The abbey was a ruin.

“We’ll rebuild.” She stared as they entered the long drive, past the Fae corpses to the smoking shell of the once mighty fortress. Near the front entrance of the abbey women tended the injured and wept over the slain. Her gaze lingered on the piles of the dead and her hands fisted. She’d just been getting to know many of them, had quietly reveled in each step they were taking toward becoming empowered warriors. And just like that—their lives were over. Gone. Ash and dust, as if they’d never been, their only future now to become a name chiseled on stone, a catchall for confidences, tears, and belated regrets.

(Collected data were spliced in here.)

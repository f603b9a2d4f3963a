//! Service container for dependency injection.
//!
//! Builds the repositories, remote clients and components once and hands
//! out shared handles.

use std::sync::Arc;

use sqlx::SqlitePool;
use tracing::info;

use crate::Result;
use crate::config::AppConfig;
use crate::credentials::{CredentialService, TokenSelector};
use crate::database::repositories::{
    CredentialRepository, DownloadRepository, SqlxCredentialRepository, SqlxDownloadRepository,
    SqlxTaskRepository, TaskRepository,
};
use crate::downloader::{DownloadDir, DownloadPipeline, HttpMediaFetcher, MediaFetcher};
use crate::ledger::{JobLedger, RecoveryScanner};
use crate::orchestrator::Orchestrator;
use crate::remote::{HttpRemoteApi, HttpWatermarkResolver, RemoteApi, WatermarkResolver};
use crate::utils::http_client::build_client;

pub struct ServiceContainer {
    pub pool: SqlitePool,
    pub orchestrator: Arc<Orchestrator>,
}

impl ServiceContainer {
    /// Wire the production collaborators against `pool`.
    pub async fn new(pool: SqlitePool, config: &AppConfig) -> Result<Self> {
        info!(api = %config.api_base_url, "Initializing service container");

        let client = build_client()?;
        let remote: Arc<dyn RemoteApi> =
            Arc::new(HttpRemoteApi::new(client.clone(), config.api_base_url.clone()));
        let resolver: Arc<dyn WatermarkResolver> =
            Arc::new(HttpWatermarkResolver::new(client.clone()));
        let fetcher: Arc<dyn MediaFetcher> = Arc::new(HttpMediaFetcher::new(client));

        Self::with_collaborators(pool, config, remote, resolver, fetcher).await
    }

    /// Wire the components around caller-supplied remote collaborators.
    pub async fn with_collaborators(
        pool: SqlitePool,
        config: &AppConfig,
        remote: Arc<dyn RemoteApi>,
        resolver: Arc<dyn WatermarkResolver>,
        fetcher: Arc<dyn MediaFetcher>,
    ) -> Result<Self> {
        let credential_repo: Arc<dyn CredentialRepository> =
            Arc::new(SqlxCredentialRepository::new(pool.clone()));
        let task_repo: Arc<dyn TaskRepository> = Arc::new(SqlxTaskRepository::new(pool.clone()));
        let download_repo: Arc<dyn DownloadRepository> =
            Arc::new(SqlxDownloadRepository::new(pool.clone()));

        let dir = DownloadDir::new(config.download_dir.clone());
        dir.ensure().await?;

        let selector = Arc::new(TokenSelector::new(credential_repo.clone()));
        let credentials = Arc::new(CredentialService::new(
            credential_repo.clone(),
            remote.clone(),
        ));
        let ledger = Arc::new(JobLedger::new(task_repo.clone(), credential_repo.clone()));
        let recovery = Arc::new(RecoveryScanner::new(task_repo));
        let pipeline = Arc::new(DownloadPipeline::new(
            download_repo,
            credential_repo,
            ledger.clone(),
            remote.clone(),
            resolver,
            fetcher,
            dir,
        ));

        let orchestrator = Arc::new(Orchestrator::new(
            selector,
            credentials,
            ledger,
            recovery,
            pipeline,
            remote,
            config.watermark_settings(),
            config.drafts_page_size,
        ));

        info!(download_dir = %config.download_dir.display(), "Service container ready");
        Ok(Self { pool, orchestrator })
    }
}
//! Credential repository.

use async_trait::async_trait;
use sqlx::{QueryBuilder, Sqlite, SqlitePool};

use crate::database::models::{CredentialDbModel, CredentialInput};
use crate::database::retry::retry_on_sqlite_busy;
use crate::database::time::now_ms;
use crate::{Error, Result};

/// Credential repository trait.
#[async_trait]
pub trait CredentialRepository: Send + Sync {
    async fn get_credential(&self, id: i64) -> Result<CredentialDbModel>;
    async fn list_credentials(&self, offset: i64, limit: i64) -> Result<Vec<CredentialDbModel>>;
    async fn count_credentials(&self) -> Result<i64>;
    /// Active, video-enabled credentials. Further filtering is the selector's job.
    async fn list_video_candidates(&self) -> Result<Vec<CredentialDbModel>>;
    async fn create_credential(&self, input: &CredentialInput, status_json: Option<&str>)
    -> Result<i64>;
    async fn update_credential(&self, id: i64, input: &CredentialInput) -> Result<()>;
    async fn delete_credential(&self, id: i64) -> Result<()>;
    async fn delete_credentials(&self, ids: &[i64]) -> Result<u64>;
    async fn set_active(&self, id: i64, active: bool) -> Result<()>;
    async fn set_active_many(&self, ids: &[i64], active: bool) -> Result<u64>;
    async fn update_status_json(&self, id: i64, status_json: &str) -> Result<()>;
    async fn update_plan_type(&self, id: i64, plan_type: &str) -> Result<()>;
    /// Replace the `rate_limit_and_credit_balance` object inside `status_json` wholesale.
    async fn replace_rate_limit(&self, id: i64, rate_limit_json: &str) -> Result<()>;
}

/// SQLx implementation of CredentialRepository.
pub struct SqlxCredentialRepository {
    pool: SqlitePool,
}

impl SqlxCredentialRepository {
    pub fn new(pool: SqlitePool) -> Self {
        Self { pool }
    }

    fn ensure_affected(rows: u64, id: i64) -> Result<()> {
        if rows == 0 {
            return Err(Error::not_found("Credential", id.to_string()));
        }
        Ok(())
    }
}

#[async_trait]
impl CredentialRepository for SqlxCredentialRepository {
    async fn get_credential(&self, id: i64) -> Result<CredentialDbModel> {
        sqlx::query_as::<_, CredentialDbModel>("SELECT * FROM tokens WHERE id = ?")
            .bind(id)
            .fetch_optional(&self.pool)
            .await?
            .ok_or_else(|| Error::not_found("Credential", id.to_string()))
    }

    async fn list_credentials(&self, offset: i64, limit: i64) -> Result<Vec<CredentialDbModel>> {
        let credentials = sqlx::query_as::<_, CredentialDbModel>(
            "SELECT * FROM tokens ORDER BY id LIMIT ? OFFSET ?",
        )
        .bind(limit)
        .bind(offset)
        .fetch_all(&self.pool)
        .await?;
        Ok(credentials)
    }

    async fn count_credentials(&self) -> Result<i64> {
        let count: i64 = sqlx::query_scalar("SELECT COUNT(*) FROM tokens")
            .fetch_one(&self.pool)
            .await?;
        Ok(count)
    }

    async fn list_video_candidates(&self) -> Result<Vec<CredentialDbModel>> {
        let credentials = sqlx::query_as::<_, CredentialDbModel>(
            "SELECT * FROM tokens WHERE is_active = 1 AND video_enabled = 1 ORDER BY id",
        )
        .fetch_all(&self.pool)
        .await?;
        Ok(credentials)
    }

    async fn create_credential(
        &self,
        input: &CredentialInput,
        status_json: Option<&str>,
    ) -> Result<i64> {
        let now = now_ms();
        let result = sqlx::query(
            r#"
            INSERT INTO tokens (
                token, is_active, remark, image_enabled, video_enabled,
                image_concurrency, video_concurrency, status_json, created_at, updated_at
            ) VALUES (?, 1, ?, ?, ?, ?, ?, ?, ?, ?)
            "#,
        )
        .bind(input.token.trim())
        .bind(input.remark.as_deref().filter(|r| !r.is_empty()))
        .bind(input.image_enabled)
        .bind(input.video_enabled)
        .bind(input.image_concurrency)
        .bind(input.video_concurrency)
        .bind(status_json.filter(|s| !s.trim().is_empty()))
        .bind(now)
        .bind(now)
        .execute(&self.pool)
        .await?;
        Ok(result.last_insert_rowid())
    }

    async fn update_credential(&self, id: i64, input: &CredentialInput) -> Result<()> {
        let result = sqlx::query(
            r#"
            UPDATE tokens SET
                token = ?,
                remark = ?,
                image_enabled = ?,
                video_enabled = ?,
                image_concurrency = ?,
                video_concurrency = ?,
                updated_at = ?
            WHERE id = ?
            "#,
        )
        .bind(input.token.trim())
        .bind(input.remark.as_deref().filter(|r| !r.is_empty()))
        .bind(input.image_enabled)
        .bind(input.video_enabled)
        .bind(input.image_concurrency)
        .bind(input.video_concurrency)
        .bind(now_ms())
        .bind(id)
        .execute(&self.pool)
        .await?;
        Self::ensure_affected(result.rows_affected(), id)
    }

    async fn delete_credential(&self, id: i64) -> Result<()> {
        sqlx::query("DELETE FROM tokens WHERE id = ?")
            .bind(id)
            .execute(&self.pool)
            .await?;
        Ok(())
    }

    async fn delete_credentials(&self, ids: &[i64]) -> Result<u64> {
        if ids.is_empty() {
            return Ok(0);
        }
        let mut qb = QueryBuilder::<Sqlite>::new("DELETE FROM tokens WHERE id IN (");
        let mut separated = qb.separated(", ");
        for id in ids {
            separated.push_bind(*id);
        }
        separated.push_unseparated(")");
        let result = qb.build().execute(&self.pool).await?;
        Ok(result.rows_affected())
    }

    async fn set_active(&self, id: i64, active: bool) -> Result<()> {
        let result = sqlx::query("UPDATE tokens SET is_active = ?, updated_at = ? WHERE id = ?")
            .bind(active)
            .bind(now_ms())
            .bind(id)
            .execute(&self.pool)
            .await?;
        Self::ensure_affected(result.rows_affected(), id)
    }

    async fn set_active_many(&self, ids: &[i64], active: bool) -> Result<u64> {
        if ids.is_empty() {
            return Ok(0);
        }
        let mut qb = QueryBuilder::<Sqlite>::new("UPDATE tokens SET is_active = ");
        qb.push_bind(active);
        qb.push(", updated_at = ");
        qb.push_bind(now_ms());
        qb.push(" WHERE id IN (");
        let mut separated = qb.separated(", ");
        for id in ids {
            separated.push_bind(*id);
        }
        separated.push_unseparated(")");
        let result = qb.build().execute(&self.pool).await?;
        Ok(result.rows_affected())
    }

    async fn update_status_json(&self, id: i64, status_json: &str) -> Result<()> {
        retry_on_sqlite_busy("update_status_json", || async {
            sqlx::query("UPDATE tokens SET status_json = ?, updated_at = ? WHERE id = ?")
                .bind(status_json)
                .bind(now_ms())
                .bind(id)
                .execute(&self.pool)
                .await?;
            Ok(())
        })
        .await
    }

    async fn update_plan_type(&self, id: i64, plan_type: &str) -> Result<()> {
        sqlx::query("UPDATE tokens SET plan_type = ?, updated_at = ? WHERE id = ?")
            .bind(plan_type)
            .bind(now_ms())
            .bind(id)
            .execute(&self.pool)
            .await?;
        Ok(())
    }

    async fn replace_rate_limit(&self, id: i64, rate_limit_json: &str) -> Result<()> {
        retry_on_sqlite_busy("replace_rate_limit", || async {
            sqlx::query(
                r#"
                UPDATE tokens
                SET status_json = json_set(
                        CASE WHEN json_valid(status_json) THEN status_json ELSE '{}' END,
                        '$.rate_limit_and_credit_balance',
                        json(?)
                    ),
                    updated_at = ?
                WHERE id = ?
                "#,
            )
            .bind(rate_limit_json)
            .bind(now_ms())
            .bind(id)
            .execute(&self.pool)
            .await?;
            Ok(())
        })
        .await
    }
}
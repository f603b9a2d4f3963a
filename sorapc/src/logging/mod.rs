//! Logging setup with a reloadable filter and daily-rotated log files.

use chrono::{Local, Utc};
use std::path::{Path, PathBuf};
use tracing::{debug, info, warn};
use tracing_appender::non_blocking::WorkerGuard;
use tracing_subscriber::{
    EnvFilter,
    fmt::{self, format::Writer, time::FormatTime},
    layer::SubscriberExt,
    reload::{self, Handle},
    util::SubscriberInitExt,
};

use crate::utils::fs;

/// Default log filter directive.
pub const DEFAULT_LOG_FILTER: &str = "sorapc=info,sqlx=warn";

/// Log retention period in days.
pub const LOG_RETENTION_DAYS: i64 = 7;

const LOG_FILE_PREFIX: &str = "sorapc.log";

/// Timestamps in the local timezone.
#[derive(Debug, Clone, Copy)]
struct LocalTimer;

impl FormatTime for LocalTimer {
    fn format_time(&self, w: &mut Writer<'_>) -> std::fmt::Result {
        let now = Local::now();
        write!(w, "{}", now.format("%Y-%m-%dT%H:%M:%S%.3f%:z"))
    }
}

pub type FilterHandle = Handle<EnvFilter, tracing_subscriber::Registry>;

pub struct LoggingConfig {
    handle: FilterHandle,
    log_dir: PathBuf,
}

impl LoggingConfig {
    pub fn get_filter(&self) -> String {
        self.handle
            .with_current(|filter| filter.to_string())
            .unwrap_or_default()
    }

    /// Swap the active filter, e.g. `"sorapc=debug,sqlx=warn"`.
    pub fn set_filter(&self, directive: &str) -> crate::Result<()> {
        let new_filter = EnvFilter::try_new(directive)
            .map_err(|e| crate::Error::config(format!("Invalid filter directive: {}", e)))?;

        self.handle
            .reload(new_filter)
            .map_err(|e| crate::Error::config(format!("Failed to reload filter: {}", e)))?;

        info!(directive = %directive, "Log filter updated");
        Ok(())
    }

    pub fn log_dir(&self) -> &Path {
        &self.log_dir
    }
}

/// Delete rotated log files older than `retention_days`.
///
/// Returns the number of files removed.
pub async fn cleanup_old_logs(log_dir: &Path, retention_days: i64) -> std::io::Result<usize> {
    let cutoff = (Utc::now() - chrono::Duration::days(retention_days)).date_naive();
    let prefix = format!("{}.", LOG_FILE_PREFIX);

    let mut entries = tokio::fs::read_dir(log_dir).await?;
    let mut deleted_count = 0;

    while let Some(entry) = entries.next_entry().await? {
        let path = entry.path();
        if !path.is_file() {
            continue;
        }

        let Some(date_str) = path
            .file_name()
            .and_then(|n| n.to_str())
            .and_then(|name| name.strip_prefix(prefix.as_str()))
        else {
            continue;
        };

        let Ok(file_date) = chrono::NaiveDate::parse_from_str(date_str, "%Y-%m-%d") else {
            continue;
        };

        if file_date < cutoff {
            if let Err(e) = tokio::fs::remove_file(&path).await {
                warn!(path = %path.display(), error = %e, "Failed to delete old log file");
            } else {
                deleted_count += 1;
                debug!(path = %path.display(), "Deleted old log file");
            }
        }
    }

    if deleted_count > 0 {
        info!(count = deleted_count, "Cleaned up old log files");
    }

    Ok(deleted_count)
}

/// Install the global subscriber: console plus a daily file under `log_dir`.
///
/// Keep the returned guard alive for the lifetime of the process.
pub fn init_logging(log_dir: &Path) -> crate::Result<(LoggingConfig, WorkerGuard)> {
    fs::ensure_dir_all_sync(log_dir)?;

    let file_appender = tracing_appender::rolling::daily(log_dir, LOG_FILE_PREFIX);
    let (non_blocking, guard) = tracing_appender::non_blocking(file_appender);

    let initial_filter =
        EnvFilter::try_from_default_env().unwrap_or_else(|_| EnvFilter::new(DEFAULT_LOG_FILTER));
    let (filter_layer, filter_handle) = reload::Layer::new(initial_filter);

    tracing_subscriber::registry()
        .with(filter_layer)
        .with(fmt::layer().with_ansi(true).with_timer(LocalTimer))
        .with(
            fmt::layer()
                .with_writer(non_blocking)
                .with_ansi(false)
                .with_timer(LocalTimer),
        )
        .try_init()
        .map_err(|e| {
            crate::Error::config(format!("Failed to set global default subscriber: {}", e))
        })?;

    let config = LoggingConfig {
        handle: filter_handle,
        log_dir: log_dir.to_path_buf(),
    };

    Ok((config, guard))
}
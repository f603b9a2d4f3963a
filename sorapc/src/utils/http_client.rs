use std::{sync::OnceLock, time::Duration};

use tracing::debug;

use crate::Result;

/// Browser-like User-Agent sent on media transfers.
pub const BROWSER_USER_AGENT: &str = "Mozilla/5.0 (Windows NT 10.0; Win64; x64) AppleWebKit/537.36 (KHTML, like Gecko) Chrome/120.0.0.0 Safari/537.36";

/// Short timeout for status, listing and progress calls.
pub const STATUS_TIMEOUT: Duration = Duration::from_secs(30);
/// Medium timeout for job creation and the publish chain.
pub const PUBLISH_TIMEOUT: Duration = Duration::from_secs(60);
/// Long timeout for media transfers.
pub const MEDIA_TIMEOUT: Duration = Duration::from_secs(120);

/// Upstream response bodies are cut to this many characters in logs and errors.
pub const LOG_BODY_LIMIT: usize = 2000;

const CONNECT_TIMEOUT: Duration = Duration::from_secs(15);

pub fn install_rustls_provider() {
    static PROVIDER_INSTALLED: OnceLock<()> = OnceLock::new();
    PROVIDER_INSTALLED.get_or_init(|| {
        if let Err(e) = rustls::crypto::aws_lc_rs::default_provider().install_default() {
            // Can happen if another crate installed it first.
            debug!(existing_provider = ?e, "rustls CryptoProvider already installed");
        }
    });
}

/// Build the shared `reqwest::Client`.
///
/// No client-wide request timeout is set; each call applies its own.
pub fn build_client() -> Result<reqwest::Client> {
    install_rustls_provider();

    let client = reqwest::Client::builder()
        .connect_timeout(CONNECT_TIMEOUT)
        .pool_max_idle_per_host(4)
        .build()?;
    Ok(client)
}

/// Truncate a response body for logging.
pub fn truncate_for_log(body: &str, max_chars: usize) -> String {
    match body.char_indices().nth(max_chars) {
        Some((idx, _)) => format!("{}...(truncated)", &body[..idx]),
        None => body.to_string(),
    }
}
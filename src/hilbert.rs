//! Index to grid coordinate conversion along a Hilbert curve.
//!
//! The curve covers a square grid whose side is a power of two. Walking the
//! indices in order visits every cell exactly once, and consecutive indices
//! always land on cells that share an edge.

use std::fmt;

/// Side length of a square Hilbert grid, guaranteed to be a power of two.
#[derive(Debug, Clone, Copy, PartialEq, Eq, Hash)]
pub struct Dimension(u32);

#[derive(Debug, Clone, Copy, PartialEq, Eq)]
pub enum DimensionError {
    Zero,
    NotPowerOfTwo(u32),
}

impl fmt::Display for DimensionError {
    fn fmt(&self, f: &mut fmt::Formatter<'_>) -> fmt::Result {
        match self {
            DimensionError::Zero => write!(f, "grid dimension must be positive"),
            DimensionError::NotPowerOfTwo(side) => write!(
                f,
                "grid dimension {} is not a power of two (try {})",
                side,
                side.checked_next_power_of_two()
                    .map(|up| up.to_string())
                    .unwrap_or_else(|| "a smaller value".into())
            ),
        }
    }
}

impl std::error::Error for DimensionError {}

impl Dimension {
    pub fn new(side: u32) -> Result<Dimension, DimensionError> {
        if side == 0 {
            Err(DimensionError::Zero)
        } else if !side.is_power_of_two() {
            Err(DimensionError::NotPowerOfTwo(side))
        } else {
            Ok(Dimension(side))
        }
    }

    pub fn side(self) -> u32 { self.0 }

    /// Number of cells, `side * side`.
    pub fn cells(self) -> u64 { self.0 as u64 * self.0 as u64 }

    /// Curve order, `log2(side)`.
    pub fn order(self) -> u32 { self.0.trailing_zeros() }
}

impl fmt::Display for Dimension {
    fn fmt(&self, f: &mut fmt::Formatter<'_>) -> fmt::Result {
        write!(f, "{0}x{0}", self.0)
    }
}

#[derive(Debug, Clone, Copy, Default, PartialEq, Eq, Hash)]
pub struct Coord {
    pub x: u32,
    pub y: u32,
}

impl Coord {
    pub fn new(x: u32, y: u32) -> Coord { Coord { x, y } }
}

impl From<(u32, u32)> for Coord {
    fn from((x, y): (u32, u32)) -> Coord { Coord { x, y } }
}

/// Orients the partial coordinate inside a `len`-sided sub-square so the
/// quadrant selected by `(qx, qy)` joins its neighbours end to end.
pub fn rotate(len: u32, acc: &mut Coord, qx: u32, qy: u32) {
    if qy == 0 {
        if qx == 1 {
            acc.x = len - 1 - acc.x;
            acc.y = len - 1 - acc.y;
        }
        std::mem::swap(&mut acc.x, &mut acc.y);
    }
}

/// Grid cell of the `index`th step along the curve covering `dimension`.
///
/// Two bits of the index are consumed per level, lowest first; `index` must be
/// below `dimension.cells()`.
pub fn hilbert(index: u64, dimension: Dimension) -> Coord {
    debug_assert!(index < dimension.cells(), "index {} outside {} grid", index, dimension);
    let mut acc = Coord::new(0, 0);
    let mut t = index;
    let mut s = 1u32;
    while s < dimension.side() {
        let qx = ((t / 2) & 1) as u32;
        let qy = ((t ^ qx as u64) & 1) as u32;
        rotate(s, &mut acc, qx, qy);
        acc.x += s * qx;
        acc.y += s * qy;
        t /= 4;
        s *= 2;
    }
    acc
}

#[cfg(test)]
mod tests {
    use super::*;
    use std::collections::HashSet;

    fn dims() -> impl Iterator<Item = Dimension> {
        [1, 2, 4, 8, 16, 32].iter().map(|&side| Dimension::new(side).unwrap())
    }

    #[test]
    fn dimension_validation() {
        assert_eq!(Dimension::new(0), Err(DimensionError::Zero));
        assert_eq!(Dimension::new(3), Err(DimensionError::NotPowerOfTwo(3)));
        assert_eq!(Dimension::new(600), Err(DimensionError::NotPowerOfTwo(600)));
        let d = Dimension::new(512).unwrap();
        assert_eq!(d.side(), 512);
        assert_eq!(d.cells(), 262_144);
        assert_eq!(d.order(), 9);
        assert_eq!(Dimension::new(1).unwrap().order(), 0);
    }

    #[test]
    fn dimension_error_suggests_next_power() {
        let msg = DimensionError::NotPowerOfTwo(600).to_string();
        assert!(msg.contains("600"));
        assert!(msg.contains("1024"));
    }

    #[test]
    fn large_dimension_cells_do_not_overflow() {
        let d = Dimension::new(1 << 31).unwrap();
        assert_eq!(d.cells(), 1u64 << 62);
        let last = hilbert(d.cells() - 1, d);
        assert_eq!(last, Coord::new((1 << 31) - 1, 0));
    }

    #[test]
    fn origin_first() {
        for d in dims() {
            assert_eq!(hilbert(0, d), Coord::new(0, 0), "{}", d);
        }
    }

    #[test]
    fn stays_in_grid() {
        for d in dims() {
            for i in 0..d.cells() {
                let c = hilbert(i, d);
                assert!(c.x < d.side() && c.y < d.side(), "{} -> {:?} in {}", i, c, d);
            }
        }
    }

    #[test]
    fn covers_grid_once() {
        for d in dims() {
            let seen: HashSet<Coord> = (0..d.cells()).map(|i| hilbert(i, d)).collect();
            assert_eq!(seen.len() as u64, d.cells(), "{}", d);
        }
    }

    #[test]
    fn consecutive_cells_touch() {
        for d in dims() {
            for i in 1..d.cells() {
                let (a, b) = (hilbert(i - 1, d), hilbert(i, d));
                let dist = a.x.abs_diff(b.x) + a.y.abs_diff(b.y);
                assert_eq!(dist, 1, "{:?} -> {:?} at {} in {}", a, b, i, d);
            }
        }
    }

    #[test]
    fn two_by_two() {
        let d = Dimension::new(2).unwrap();
        let path: Vec<Coord> = (0..4).map(|i| hilbert(i, d)).collect();
        let want: Vec<Coord> = vec![(0, 0).into(), (0, 1).into(), (1, 1).into(), (1, 0).into()];
        assert_eq!(path, want);
    }

    #[test]
    fn four_by_four() {
        let d = Dimension::new(4).unwrap();
        let want: [(u32, u32); 16] = [
            (0, 0), (1, 0), (1, 1), (0, 1),
            (0, 2), (0, 3), (1, 3), (1, 2),
            (2, 2), (2, 3), (3, 3), (3, 2),
            (3, 1), (2, 1), (2, 0), (3, 0),
        ];
        for (i, &cell) in want.iter().enumerate() {
            assert_eq!(hilbert(i as u64, d), Coord::from(cell), "index {}", i);
        }
    }

    #[test]
    fn ends_at_far_corner() {
        for d in dims().skip(1) {
            assert_eq!(hilbert(d.cells() - 1, d), Coord::new(d.side() - 1, 0), "{}", d);
        }
    }

    #[test]
    fn rotate_cases() {
        let mut c = Coord::new(1, 2);
        rotate(4, &mut c, 0, 1);
        assert_eq!(c, Coord::new(1, 2));
        rotate(4, &mut c, 1, 1);
        assert_eq!(c, Coord::new(1, 2));
        rotate(4, &mut c, 0, 0);
        assert_eq!(c, Coord::new(2, 1));
        rotate(4, &mut c, 1, 0);
        assert_eq!(c, Coord::new(2, 1));
        let mut c = Coord::new(0, 3);
        rotate(4, &mut c, 1, 0);
        assert_eq!(c, Coord::new(0, 3));
    }
}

She forcibly dragged her gaze away and turned it to the black hole on the grounds, the large inky sphere suspended against a slate sky, and was relieved to note the abbey wall had collapsed and no longer posed a threat.

Barrons stopped the Hummer inside the gate, got out, untied the doors and replaced his belt then dragged the blob by its feet out onto the grounds of the estate, away from the vehicle. He shouted in an unintelligible language to a shadowy figure patrolling the wall, flanked by three of the enormous black-skinned beasts that had fought beside the sidhe-seers last night.

She’d seen him many times at Chester’s. When she’d been younger, he and several of Ryodan’s men had managed to hem her in, despite her freeze-framing abilities, while Ryodan interrogated Mac. His name suited him. Despite standing a good four to five inches taller than Ryodan, with a heavier build, he was easy to overlook; one moment etched in stark relief against the moss-covered wall enclosing the abbey grounds, the next gone until he reemerged from a smudge of shadow.